WORK TO BE COMPLETED> After reading the entries below, copy word for word the lines from the first through the line containing "use std::time::Duration;", and stop there.

RECORD EXTRACTS>
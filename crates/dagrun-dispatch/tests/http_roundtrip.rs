//! Coordinator and poller over real HTTP
//!
//! Exercises the long-poll transport end to end: dispatch-then-poll,
//! poll-then-dispatch, label routing, and idle timeouts, with the
//! coordinator served by axum on an ephemeral port.

use std::collections::BTreeMap;
use std::sync::Arc;
use std::time::Duration;

use dagrun_core::{Dag, Step};
use dagrun_dispatch::{
    Coordinator, CoordinatorConfig, DispatchClient, Poller, PollerConfig, Task,
};
use uuid::Uuid;

async fn serve(poll_timeout: Duration) -> (Arc<Coordinator>, String) {
    let coordinator = Arc::new(Coordinator::new(CoordinatorConfig { poll_timeout }));
    let listener = tokio::net::TcpListener::bind("127.0.0.1:0").await.unwrap();
    let addr = listener.local_addr().unwrap();
    let router = Arc::clone(&coordinator).router();
    tokio::spawn(async move {
        axum::serve(listener, router).await.unwrap();
    });
    (coordinator, format!("http://{addr}"))
}

fn task(labels: &[(&str, &str)]) -> Task {
    let mut dag = Dag::new("remote-demo", vec![Step::command("a", "echo hi")]);
    dag.worker_selector = labels
        .iter()
        .map(|(k, v)| (k.to_string(), v.to_string()))
        .collect();
    Task::from_run(dag, Uuid::now_v7(), "")
}

fn poller(endpoint: &str, labels: &[(&str, &str)]) -> Poller {
    let labels: BTreeMap<String, String> = labels
        .iter()
        .map(|(k, v)| (k.to_string(), v.to_string()))
        .collect();
    Poller::new(
        PollerConfig::new(vec![endpoint.to_string()])
            .with_worker_id("test-worker")
            .with_labels(labels),
    )
    .unwrap()
}

#[tokio::test]
async fn test_dispatch_then_poll_round_trip() {
    let (_coordinator, endpoint) = serve(Duration::from_secs(5)).await;

    let client = DispatchClient::new(vec![endpoint.clone()]).unwrap();
    let sent = task(&[]);
    let expected_id = sent.workflow_id;
    client.dispatch(&sent).await.unwrap();

    let mut poller = poller(&endpoint, &[]);
    let received = poller.poll_once().await.unwrap().unwrap();
    assert_eq!(received.workflow_id, expected_id);
    assert_eq!(received.definition.name, "remote-demo");
}

#[tokio::test]
async fn test_poll_then_dispatch_delivers_to_waiter() {
    let (coordinator, endpoint) = serve(Duration::from_secs(5)).await;

    let mut poller = poller(&endpoint, &[]);
    let poll = tokio::spawn(async move { poller.poll_once().await });

    // Wait until the long-poll has registered
    for _ in 0..50 {
        if coordinator.waiter_count() == 1 {
            break;
        }
        tokio::time::sleep(Duration::from_millis(10)).await;
    }
    assert_eq!(coordinator.waiter_count(), 1);

    let client = DispatchClient::new(vec![endpoint]).unwrap();
    let sent = task(&[]);
    let expected_id = sent.workflow_id;
    client.dispatch(&sent).await.unwrap();

    let received = poll.await.unwrap().unwrap().unwrap();
    assert_eq!(received.workflow_id, expected_id);
    assert_eq!(coordinator.pending_count(), 0);
}

#[tokio::test]
async fn test_label_mismatch_parks_until_matching_poller() {
    let (coordinator, endpoint) = serve(Duration::from_millis(300)).await;

    // Only a non-matching poller is waiting
    let mut wrong = poller(&endpoint, &[("gpu", "no")]);
    let wrong_poll = tokio::spawn(async move { wrong.poll_once().await });

    tokio::time::sleep(Duration::from_millis(50)).await;
    let client = DispatchClient::new(vec![endpoint.clone()]).unwrap();
    client.dispatch(&task(&[("gpu", "yes")])).await.unwrap();
    assert_eq!(coordinator.pending_count(), 1);

    // The mismatched poller times out empty
    assert!(wrong_poll.await.unwrap().unwrap().is_none());

    // A matching poller receives the parked task immediately
    let mut matching = poller(&endpoint, &[("gpu", "yes"), ("region", "us")]);
    let received = matching.poll_once().await.unwrap();
    assert!(received.is_some());
    assert_eq!(coordinator.pending_count(), 0);
}

#[tokio::test]
async fn test_idle_poll_times_out_with_no_task() {
    let (_coordinator, endpoint) = serve(Duration::from_millis(200)).await;
    let mut poller = poller(&endpoint, &[]);
    assert!(poller.poll_once().await.unwrap().is_none());
}

#[tokio::test]
async fn test_poller_recovers_after_coordinator_comes_up() {
    // Point at a dead endpoint first: transport errors, not panics
    let mut poller = poller("http://127.0.0.1:1", &[]);
    assert!(poller.poll_once().await.is_err());
    assert!(!poller.connection_state().is_connected);
    assert_eq!(poller.connection_state().consecutive_fails, 1);
}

EXERCISE RESPONSE>
filename crates/dagrun-dispatch/tests/http_roundtrip.rs
//! Coordinator and poller over real HTTP
//!
//! Exercises the long-poll transport end to end: dispatch-then-poll,
//! poll-then-dispatch, label routing, and idle timeouts, with the
//! coordinator served by axum on an ephemeral port.

use std::collections::BTreeMap;
use std::sync::Arc;
use std::time::Duration;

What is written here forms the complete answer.